--- Excerpted records Enclosed Below ---

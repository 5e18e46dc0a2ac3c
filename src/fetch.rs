//! Blocking HTTP retrieval

use std::time::Duration;
use reqwest::Url;
use tracing::debug;
use crate::error::{Error, Result};

/// Source of remote bytes
///
/// The run driver only talks to the network through this trait so a batch can
/// be driven from memory in tests.
pub trait Fetch {
    /// GET `url` and return the full response body
    ///
    /// Non-success statuses are errors.
    fn fetch(&self, url: &Url) -> Result<Vec<u8>>;
}

/// `Fetch` implementation backed by a blocking reqwest client
#[derive(Debug, Clone)]
pub struct HttpClient {
    client: reqwest::blocking::Client,
}

impl HttpClient {
    /// Build a client, optionally bounding every request by `timeout`
    pub fn new(timeout: Option<Duration>) -> Result<Self> {
        let mut builder = reqwest::blocking::Client::builder()
            .user_agent(concat!("pdf-letterhead/", env!("CARGO_PKG_VERSION")))
            .redirect(reqwest::redirect::Policy::limited(10));

        // reqwest's blocking client defaults to a 30s timeout; keep "no timeout" unless asked
        builder = builder.timeout(timeout);

        Ok(Self { client: builder.build()? })
    }
}

impl Fetch for HttpClient {
    fn fetch(&self, url: &Url) -> Result<Vec<u8>> {
        debug!(%url, "GET");
        let response = self.client.get(url.clone()).send()?;

        let status = response.status();
        if !status.is_success() {
            return Err(Error::HttpStatus {
                url: url.to_string(),
                status: status.as_u16(),
            });
        }

        let body = response.bytes()?;
        debug!(%url, bytes = body.len(), "response received");
        Ok(body.to_vec())
    }
}
//! Which disciplines are sanctioned in each general age category

use std::collections::{BTreeSet, HashMap};
use std::sync::LazyLock;

use crate::catalog::{group_by_category, DisciplineCatalog};
use crate::models::{AgeCategory, Discipline, DisciplineCategory, DisciplineId};

/// ---------------------------------------------------------------------------
/// Reference data
/// ---------------------------------------------------------------------------

const PRE_COMPETITIVE: &[DisciplineId] = &[1, 22, 30];

const AGE_8: &[DisciplineId] = &[
  1, 4, 9, 10, 16, 22, 23, 24, 25, 26, 27, 28, 29, 30, 31, 32, 35, 36,
];

const AGE_9_10: &[DisciplineId] = &[
  1, 2, 4, 8, 10, 16, 22, 23, 24, 25, 26, 27, 28, 29, 30, 31, 32, 35,
];

const AGE_11_12: &[DisciplineId] = &[
  2, 4, 5, 8, 10, 16, 22, 23, 24, 25, 26, 27, 28, 29, 31, 32, 41,
];

const AGE_13_14: &[DisciplineId] = &[
  2, 3, 5, 6, 9, 10, 11, 12, 13, 16, 17, 19, 20, 22, 23, 24, 25, 26, 27, 28, 29, 32, 33, 37, 39,
];

const AGE_15: &[DisciplineId] = &[
  2, 3, 5, 6, 7, 9, 11, 12, 13, 17, 20, 21, 22, 23, 24, 25, 26, 27, 28, 29, 33, 34, 38, 39,
];

const AGE_17: &[DisciplineId] = &[
  2, 3, 5, 6, 7, 9, 11, 12, 13, 14, 17, 18, 20, 21, 22, 23, 24, 25, 26, 27, 28, 29, 34, 38, 40,
];

const SENIOR: &[DisciplineId] = &[
  2, 3, 5, 7, 9, 11, 13, 14, 15, 18, 21, 22, 23, 24, 25, 26, 27, 28, 29, 34, 38, 40,
];

/// Categories without an entry (the youngest band) have no sanctioned events
const ENTRIES: &[(AgeCategory, &[DisciplineId])] = &[
  (AgeCategory::Age4, PRE_COMPETITIVE),
  (AgeCategory::Age5, PRE_COMPETITIVE),
  (AgeCategory::Age6, PRE_COMPETITIVE),
  (AgeCategory::Age7, PRE_COMPETITIVE),
  (AgeCategory::Age8, AGE_8),
  (AgeCategory::Age9, AGE_9_10),
  (AgeCategory::Age10, AGE_9_10),
  (AgeCategory::Age11, AGE_11_12),
  (AgeCategory::Age12, AGE_11_12),
  (AgeCategory::Age13, AGE_13_14),
  (AgeCategory::Age14, AGE_13_14),
  (AgeCategory::Age15, AGE_15),
  (AgeCategory::Age17, AGE_17),
  (AgeCategory::Age19, SENIOR),
  (AgeCategory::Age22, SENIOR),
  (AgeCategory::Adult, SENIOR),
];

/// ---------------------------------------------------------------------------
/// Registry
/// ---------------------------------------------------------------------------

pub struct EligibilityRegistry {
  by_category: HashMap<AgeCategory, BTreeSet<DisciplineId>>,
}

static REGISTRY: LazyLock<EligibilityRegistry> =
  LazyLock::new(|| EligibilityRegistry::from_entries(ENTRIES));

impl EligibilityRegistry {
  pub(crate) fn from_entries(entries: &[(AgeCategory, &[DisciplineId])]) -> Self {
    let by_category = entries
      .iter()
      .map(|(category, ids)| (*category, ids.iter().copied().collect()))
      .collect();
    Self { by_category }
  }

  pub fn global() -> &'static EligibilityRegistry {
    &REGISTRY
  }

  /// Sanctioned discipline ids for `category`, ascending
  pub fn ids_for_category(&self, category: AgeCategory) -> impl Iterator<Item = DisciplineId> + '_ {
    self.by_category.get(&category).into_iter().flatten().copied()
  }

  /// Sanctioned disciplines for `category`, ordered by id
  pub fn disciplines_for_category(&self, category: AgeCategory) -> Vec<&'static Discipline> {
    let catalog = DisciplineCatalog::global();
    self
      .ids_for_category(category)
      .filter_map(|id| catalog.get(id))
      .collect()
  }

  pub fn is_eligible(&self, discipline_id: DisciplineId, category: AgeCategory) -> bool {
    self
      .by_category
      .get(&category)
      .is_some_and(|ids| ids.contains(&discipline_id))
  }

  /// Sanctioned disciplines grouped in display order
  pub fn disciplines_by_category_for_age(
    &self,
    category: AgeCategory,
  ) -> Vec<(DisciplineCategory, Vec<&'static Discipline>)> {
    group_by_category(self.disciplines_for_category(category))
  }

  /// Every (category, id) pair in the registry, for data validation
  pub fn entries(&self) -> impl Iterator<Item = (AgeCategory, DisciplineId)> + '_ {
    self
      .by_category
      .iter()
      .flat_map(|(category, ids)| ids.iter().map(move |id| (*category, *id)))
  }
}

pub fn disciplines_for_category(category: AgeCategory) -> Vec<&'static Discipline> {
  EligibilityRegistry::global().disciplines_for_category(category)
}

pub fn is_eligible(discipline_id: DisciplineId, category: AgeCategory) -> bool {
  EligibilityRegistry::global().is_eligible(discipline_id, category)
}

--- End of Enclosed Excerpted records ---

Brief
Go through the data above and copy each line in which "timeout" appears.

Result of this task
    /// Build a client, optionally bounding every request by `timeout`
    pub fn new(timeout: Option<Duration>) -> Result<Self> {
        // reqwest's blocking client defaults to a 30s timeout; keep "no timeout" unless asked
        builder = builder.timeout(timeout);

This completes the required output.